Marketing complexity continues to increase due to data proliferation, channel fragmentation, technology advancements and the increasing empowerment of the consumer. In addition, marketing is being asked to address some key organizational challenges as the role of marketing becomes more pervasive across an organization.
But what can you look at in order to address these challenges and bring your organization into the future of business?
There are a few things you start with from the marketing department. Though these are not fixes that happen overnight, they are ones that can help make the internal changes happen through a long-term approach.
Long-term strategy
Organizations work to specific revenue and EBIT targets in order to deliver to the expectations of shareholders. Sometimes this can result in a short-term focus. Marketing needs to be the “Jiminy Cricket” of an organization, its conscience and to keep the company focused and aware of its progress to its long-term goals. To do this marketing needs to identify the key organizational success factors and track and report against these.

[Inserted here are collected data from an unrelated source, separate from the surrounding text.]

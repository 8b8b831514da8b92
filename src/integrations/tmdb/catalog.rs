// src/integrations/tmdb/catalog.rs
//
// Catalog access seam
//
// The query cache depends on this trait, never on the HTTP client, so a
// test double can stand in for the remote catalog.
//
// `language: None` means "use the detected locale".

use std::str::FromStr;

use async_trait::async_trait;

use crate::domain::{DomainError, MovieCredits, MovieDetail, MoviePage, MovieReviews, MovieVideos};
use crate::error::CatalogError;

pub type CatalogResult<T> = Result<T, CatalogError>;

/// Listing endpoints that share the paginated `MoviePage` shape
#[derive(Debug, Clone, Copy, PartialEq, Eq, Hash)]
pub enum MovieListKind {
    Popular,
    NowPlaying,
    Upcoming,
}

impl MovieListKind {
    pub fn path(&self) -> &'static str {
        match self {
            MovieListKind::Popular => "/movie/popular",
            MovieListKind::NowPlaying => "/movie/now_playing",
            MovieListKind::Upcoming => "/movie/upcoming",
        }
    }

    pub fn as_str(&self) -> &'static str {
        match self {
            MovieListKind::Popular => "popular",
            MovieListKind::NowPlaying => "now_playing",
            MovieListKind::Upcoming => "upcoming",
        }
    }
}

impl FromStr for MovieListKind {
    type Err = DomainError;

    fn from_str(s: &str) -> Result<Self, Self::Err> {
        match s {
            "popular" => Ok(MovieListKind::Popular),
            "now_playing" => Ok(MovieListKind::NowPlaying),
            "upcoming" => Ok(MovieListKind::Upcoming),
            other => Err(DomainError::InvariantViolation(format!(
                "Unknown movie list: {}",
                other
            ))),
        }
    }
}

#[async_trait]
pub trait MovieCatalog: Send + Sync {
    async fn movie_list(
        &self,
        kind: MovieListKind,
        page: u32,
        language: Option<&str>,
    ) -> CatalogResult<MoviePage>;

    async fn search_movies(
        &self,
        query: &str,
        page: u32,
        language: Option<&str>,
    ) -> CatalogResult<MoviePage>;

    async fn movie_details(&self, movie_id: i64, language: Option<&str>)
        -> CatalogResult<MovieDetail>;

    async fn movie_credits(
        &self,
        movie_id: i64,
        language: Option<&str>,
    ) -> CatalogResult<MovieCredits>;

    async fn movie_videos(&self, movie_id: i64, language: Option<&str>)
        -> CatalogResult<MovieVideos>;

    async fn movie_reviews(
        &self,
        movie_id: i64,
        page: u32,
        language: Option<&str>,
    ) -> CatalogResult<MovieReviews>;

    async fn popular_movies(&self, page: u32, language: Option<&str>) -> CatalogResult<MoviePage> {
        self.movie_list(MovieListKind::Popular, page, language).await
    }

    async fn now_playing(&self, page: u32, language: Option<&str>) -> CatalogResult<MoviePage> {
        self.movie_list(MovieListKind::NowPlaying, page, language).await
    }

    async fn upcoming(&self, page: u32, language: Option<&str>) -> CatalogResult<MoviePage> {
        self.movie_list(MovieListKind::Upcoming, page, language).await
    }
}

Understanding the customer
As customer expectation increases it puts increased demands on an organization to ensure that every interaction is relevant for the customer and delivers a high quality experience. To achieve this, marketing must build a clear understanding of the customer, their needs, wants, preferences and expectations for application across the entire organization.
Aligning sales, service and marketing
A customer assesses a company and its offerings based the sum of all interactions with that company and their products. This means that all functions have to be completely aligned. This is especially true in a B2B company where B2B social buyers have blurred the lines between the three functions and everyone is now a marketer. Marketing must support this transition and technology can play a big part here.
Providing attribution
It is essential that marketing takes a TCO (Total Cost of Ownership) approach to marketing contribution and has responsibility for tracking and reporting on all stages of the buyer’s journey as well as overall customer success measures. It is no longer enough to report on the performance of specific marketing activities in isolation of commercial performance.

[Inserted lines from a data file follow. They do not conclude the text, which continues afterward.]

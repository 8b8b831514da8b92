// src/services/catalog_queries.rs
//
// Catalog Queries - typed reads through the query cache
//
// Every key carries the current movie language, so a language switch never
// serves data fetched for another language. Blank search text never reaches
// the catalog: the query stays idle with no results.

use std::sync::Arc;

use crate::domain::{
    sort_movies, Movie, MovieCredits, MovieDetail, MoviePage, MovieReviews, MovieVideos,
    SortOption,
};
use crate::integrations::{MovieCatalog, MovieListKind};
use crate::services::locale_store::LocaleStore;
use crate::services::query_cache::{InfinitePages, QueryCache, QueryData, QueryKey, QueryState};

/// Search pages flattened in page order
#[derive(Debug, Clone, Default, PartialEq)]
pub struct SearchResults {
    pub query: String,
    pub movies: Vec<Movie>,
    pub pages_loaded: u32,
    pub total_results: u64,
    pub has_next_page: bool,
}

impl SearchResults {
    pub fn empty(query: &str) -> Self {
        Self {
            query: query.to_string(),
            ..Self::default()
        }
    }

    fn from_pages(query: &str, pages: InfinitePages) -> Self {
        Self {
            query: query.to_string(),
            movies: pages.movies().cloned().collect(),
            pages_loaded: pages.pages.len() as u32,
            total_results: pages.last_page().map(|p| p.total_results).unwrap_or(0),
            has_next_page: pages.has_next_page,
        }
    }

    /// Client-side reordering of the loaded movies
    pub fn sorted_by(mut self, option: SortOption) -> Self {
        sort_movies(&mut self.movies, option);
        self
    }
}

pub struct CatalogQueries {
    cache: Arc<QueryCache>,
    locale: Arc<LocaleStore>,
}

impl CatalogQueries {
    pub fn new(cache: Arc<QueryCache>, locale: Arc<LocaleStore>) -> Self {
        Self { cache, locale }
    }

    pub fn cache(&self) -> &Arc<QueryCache> {
        &self.cache
    }

    fn language(&self) -> String {
        self.locale.get_movie_language()
    }

    // ========================================================================
    // KEYS
    // ========================================================================

    pub fn movie_list_key(kind: MovieListKind, page: u32, language: &str) -> QueryKey {
        QueryKey::new(kind.as_str(), vec![page.to_string()], language)
    }

    pub fn movie_list_infinite_key(kind: MovieListKind, language: &str) -> QueryKey {
        QueryKey::new(kind.as_str(), vec!["infinite".to_string()], language)
    }

    pub fn movie_details_key(movie_id: i64, language: &str) -> QueryKey {
        QueryKey::new("detail", vec![movie_id.to_string()], language)
    }

    pub fn movie_credits_key(movie_id: i64, language: &str) -> QueryKey {
        QueryKey::new("credits", vec![movie_id.to_string()], language)
    }

    pub fn movie_videos_key(movie_id: i64, language: &str) -> QueryKey {
        QueryKey::new("videos", vec![movie_id.to_string()], language)
    }

    pub fn movie_reviews_key(movie_id: i64, page: u32, language: &str) -> QueryKey {
        QueryKey::new("reviews", vec![movie_id.to_string(), page.to_string()], language)
    }

    pub fn search_key(query: &str, page: u32, language: &str) -> QueryKey {
        QueryKey::new("search", vec![query.to_string(), page.to_string()], language)
    }

    pub fn search_infinite_key(query: &str, language: &str) -> QueryKey {
        QueryKey::new(
            "search",
            vec![query.to_string(), "infinite".to_string()],
            language,
        )
    }

    // ========================================================================
    // LISTINGS
    // ========================================================================

    pub async fn movie_list(&self, kind: MovieListKind, page: u32) -> QueryState<MoviePage> {
        self.list_query(kind, page, false).await
    }

    /// Fetch a listing page again, even when fresh or failed
    pub async fn retry_movie_list(&self, kind: MovieListKind, page: u32) -> QueryState<MoviePage> {
        self.list_query(kind, page, true).await
    }

    pub async fn popular_movies(&self, page: u32) -> QueryState<MoviePage> {
        self.movie_list(MovieListKind::Popular, page).await
    }

    pub async fn now_playing(&self, page: u32) -> QueryState<MoviePage> {
        self.movie_list(MovieListKind::NowPlaying, page).await
    }

    pub async fn upcoming(&self, page: u32) -> QueryState<MoviePage> {
        self.movie_list(MovieListKind::Upcoming, page).await
    }

    async fn list_query(&self, kind: MovieListKind, page: u32, force: bool) -> QueryState<MoviePage> {
        let page = page.max(1);
        let language = self.language();
        let key = Self::movie_list_key(kind, page, &language);
        let fetcher = move |catalog: Arc<dyn MovieCatalog>| async move {
            catalog
                .movie_list(kind, page, Some(&language))
                .await
                .map(QueryData::Movies)
        };

        let state = if force {
            self.cache.refetch(key, fetcher).await
        } else {
            self.cache.fetch(key, fetcher).await
        };
        state.map_data(QueryData::into_movies)
    }

    /// First pages of a listing as an infinite sequence
    pub async fn browse(&self, kind: MovieListKind) -> QueryState<InfinitePages> {
        self.browse_query(kind, false).await
    }

    /// Restart a listing sequence from page 1
    pub async fn retry_browse(&self, kind: MovieListKind) -> QueryState<InfinitePages> {
        self.browse_query(kind, true).await
    }

    async fn browse_query(&self, kind: MovieListKind, force: bool) -> QueryState<InfinitePages> {
        let language = self.language();
        let key = Self::movie_list_infinite_key(kind, &language);
        let fetch_page = move |catalog: Arc<dyn MovieCatalog>, page: u32| async move {
            catalog.movie_list(kind, page, Some(&language)).await
        };

        let state = if force {
            self.cache.refetch_infinite(key, fetch_page).await
        } else {
            self.cache.fetch_infinite(key, fetch_page).await
        };
        state.map_data(QueryData::into_infinite)
    }

    pub async fn browse_next_page(&self, kind: MovieListKind) -> QueryState<InfinitePages> {
        let language = self.language();
        let key = Self::movie_list_infinite_key(kind, &language);
        self.cache
            .fetch_next_page(key, move |catalog, page| async move {
                catalog.movie_list(kind, page, Some(&language)).await
            })
            .await
            .map_data(QueryData::into_infinite)
    }

    // ========================================================================
    // MOVIE DETAIL
    // ========================================================================

    pub async fn movie_details(&self, movie_id: i64) -> QueryState<MovieDetail> {
        self.details_query(movie_id, false).await
    }

    pub async fn retry_movie_details(&self, movie_id: i64) -> QueryState<MovieDetail> {
        self.details_query(movie_id, true).await
    }

    async fn details_query(&self, movie_id: i64, force: bool) -> QueryState<MovieDetail> {
        let language = self.language();
        let key = Self::movie_details_key(movie_id, &language);
        let fetcher = move |catalog: Arc<dyn MovieCatalog>| async move {
            catalog
                .movie_details(movie_id, Some(&language))
                .await
                .map(|detail| QueryData::Detail(Box::new(detail)))
        };

        let state = if force {
            self.cache.refetch(key, fetcher).await
        } else {
            self.cache.fetch(key, fetcher).await
        };
        state.map_data(QueryData::into_detail)
    }

    pub async fn movie_credits(&self, movie_id: i64) -> QueryState<MovieCredits> {
        let language = self.language();
        let key = Self::movie_credits_key(movie_id, &language);
        self.cache
            .fetch(key, move |catalog| async move {
                catalog
                    .movie_credits(movie_id, Some(&language))
                    .await
                    .map(QueryData::Credits)
            })
            .await
            .map_data(QueryData::into_credits)
    }

    pub async fn movie_videos(&self, movie_id: i64) -> QueryState<MovieVideos> {
        let language = self.language();
        let key = Self::movie_videos_key(movie_id, &language);
        self.cache
            .fetch(key, move |catalog| async move {
                catalog
                    .movie_videos(movie_id, Some(&language))
                    .await
                    .map(QueryData::Videos)
            })
            .await
            .map_data(QueryData::into_videos)
    }

    pub async fn movie_reviews(&self, movie_id: i64, page: u32) -> QueryState<MovieReviews> {
        let page = page.max(1);
        let language = self.language();
        let key = Self::movie_reviews_key(movie_id, page, &language);
        self.cache
            .fetch(key, move |catalog| async move {
                catalog
                    .movie_reviews(movie_id, page, Some(&language))
                    .await
                    .map(QueryData::Reviews)
            })
            .await
            .map_data(QueryData::into_reviews)
    }

    // ========================================================================
    // SEARCH
    // ========================================================================

    /// One page of search results. Blank text stays idle.
    pub async fn search_page(&self, query: &str, page: u32) -> QueryState<MoviePage> {
        let query = query.trim().to_string();
        if query.is_empty() {
            return QueryState::idle();
        }
        let page = page.max(1);
        let language = self.language();
        let key = Self::search_key(&query, page, &language);
        self.cache
            .fetch(key, move |catalog| async move {
                catalog
                    .search_movies(&query, page, Some(&language))
                    .await
                    .map(QueryData::Movies)
            })
            .await
            .map_data(QueryData::into_movies)
    }

    /// Infinite search: loads page 1 unless fresh pages are cached.
    /// Blank text stays idle with empty results and makes no call.
    pub async fn search_movies(&self, query: &str) -> QueryState<SearchResults> {
        self.search_query(query, false).await
    }

    /// Restart a search from page 1. Blank text still makes no call.
    pub async fn retry_search_movies(&self, query: &str) -> QueryState<SearchResults> {
        self.search_query(query, true).await
    }

    async fn search_query(&self, query: &str, force: bool) -> QueryState<SearchResults> {
        let query = query.trim().to_string();
        if query.is_empty() {
            return Self::idle_search(&query);
        }
        let language = self.language();
        let key = Self::search_infinite_key(&query, &language);
        let text = query.clone();
        let fetch_page = move |catalog: Arc<dyn MovieCatalog>, page: u32| async move {
            catalog.search_movies(&text, page, Some(&language)).await
        };

        let state = if force {
            self.cache.refetch_infinite(key, fetch_page).await
        } else {
            self.cache.fetch_infinite(key, fetch_page).await
        };
        state
            .map_data(|data| data.into_infinite())
            .map_data(|pages| Some(SearchResults::from_pages(&query, pages)))
    }

    /// Append the next search page; no-op past the last page
    pub async fn search_next_page(&self, query: &str) -> QueryState<SearchResults> {
        let query = query.trim().to_string();
        if query.is_empty() {
            return Self::idle_search(&query);
        }
        let language = self.language();
        let key = Self::search_infinite_key(&query, &language);
        let text = query.clone();
        self.cache
            .fetch_next_page(key, move |catalog, page| async move {
                catalog.search_movies(&text, page, Some(&language)).await
            })
            .await
            .map_data(|data| data.into_infinite())
            .map_data(|pages| Some(SearchResults::from_pages(&query, pages)))
    }

    fn idle_search(query: &str) -> QueryState<SearchResults> {
        QueryState {
            data: Some(SearchResults::empty(query)),
            ..QueryState::idle()
        }
    }
}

So what are the measures a marketing function should consider to take to be successful in 2013?
1) Agility
Take an agile approach to marketing that supports and encourages flexibility, testing, small initiatives, empowered culture, transparency and collaboration. Achieve this by focusing on desired outcomes and not activities and then create small teams that are empowered to achieve their goals in a way that works best for the specific deliverable at that specific moment.
- Responding to change over following a plan
- Testing and data over opinions and conventions
- Numerous small experiments over a few large bets
- Engagement and transparency over official posturing
- Collaboration over silos and hierarchy
2) Establish a marketing sciences team
Start with data and build insight and understanding. This will provide the basis for cross-organizational alignment. It is only with this in hand that an organization can focus and thereby optimize the impact it can have on commercial performance. Then prove out that performance with appropriate metrics and executive dashboard reporting to demonstrate value created.

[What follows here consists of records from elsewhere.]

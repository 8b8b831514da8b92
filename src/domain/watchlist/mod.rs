//! Watchlist Invariants:
//!
//! 1. No identifier appears twice
//! 2. Order is insertion order
//! 3. Only identifiers are stored, never movie snapshots
//! 4. Entries never expire; only explicit remove/clear deletes them

pub mod entity;

pub use entity::{Watchlist, WatchlistRecord, WATCHLIST_PAGE_SIZE};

Arthur C Clarke once said:
The Information Age offers much to mankind, and I would like to think that we will rise to the challenges it presents. But it is vital to remember that information — in the sense of raw data — is not knowledge, that knowledge is not wisdom, and that wisdom is not foresight. But information is the first essential step to all of these.
3) Invest in marketing technology and a marketing technologist
This should not be an enablement function but a truly innovative, disruptive team that embraces new technologies and opportunities and empowers marketing to achieve things that were not possible before. This is a role that is steadily becoming an integral part of marketing teams.
4) Create teams that are dedicated to content & strategy
This team should be focused on connecting the desired audience with the best content, matched to channel, that will optimize the customer experience. Establish a close working relationship between digital and corporate marketing to ensure the desired customer experience is taken into account in development of the corporate creative.
Marketing has a challenging year ahead but as Henry Ford once said:
When everything seems to be going against you, remember that the airplane takes off against the wind, not with it.
It is only through perseverance, application and focus that marketing can help an organization achieve its growth targets and avoid its own fiscal cliff of being treated as a cost center and having budgets questioned or reduced.

Reader comments (10)
7:05PM on 28th February 2013
Thanks for an insightful and highly relevant article. It's worth sharing with our B2B clients.
CMO at Pitney Bowes Software
7:33PM on 28th February 2013
Hi Renee. Thanks for the comments. It is interesting that there is increasing convergence of B2B and B2C as both organizations strive to engage with the individual in a relevant way.
Product Leader, Consumer Engagement at MasterCard
8:07PM on 28th February 2013
I cannot agree more about this point - "Invest in marketing technology and a marketing technologist". There are many solutions for marketers now and it helps to have a resource internally who can assist in sourcing, vetting, implementing with IT, rolling out and in turn working with program managers or campaign managers to leverage the systems/learn best practices.
I also like the point about resources dedicated to content strategy - this is absolutely critical for executing content marketing strategies. This focus has increased with the speed and flexibility at which content can now be delivered/shared.
CMO at Pitney Bowes Software
8:50PM on 28th February 2013
Hi Jennifer. Thanks. You have highlighted the single biggest challenge facing marketing and that is to blend art & science or "Magic & Logic" as an old colleague of mine used to say.
5:05AM on 1st March 2013
Great read please keep up the great work - I have shared this with my colleagues.
7:34AM on 1st March 2013
Great post - always look forward to reading great informative and topical stuff. We launched our Chief Marketing Technologist Service earlier this year in recognition of the need.
5:06AM on 2nd March 2013
The post highlights the importance Marketing in the current World. Marketing is not only important for business, it also plays a pivotal role in the entire spectrum of life.
6:41PM on 2nd March 2013
Terrific read. Love to hear more on the analytic side, specifically measuring results on a real time basis. Your thoughts.
CMO at Pitney Bowes Software
9:06PM on 2nd March 2013
Hi Bill, with the average marketing department using 15 different software tools and with this set to double in the next 3 years there has never been a more important time to invest in a Marketing Technologist.
CMO at Pitney Bowes Software
9:15PM on 2nd March 2013
Hi David, as a B2B company we use analytics to determine where to invest and then we put methodologies and reporting in place across the entire length of the buyer's journey to track progress. The only area where we touch on real-time analysis would be in social media.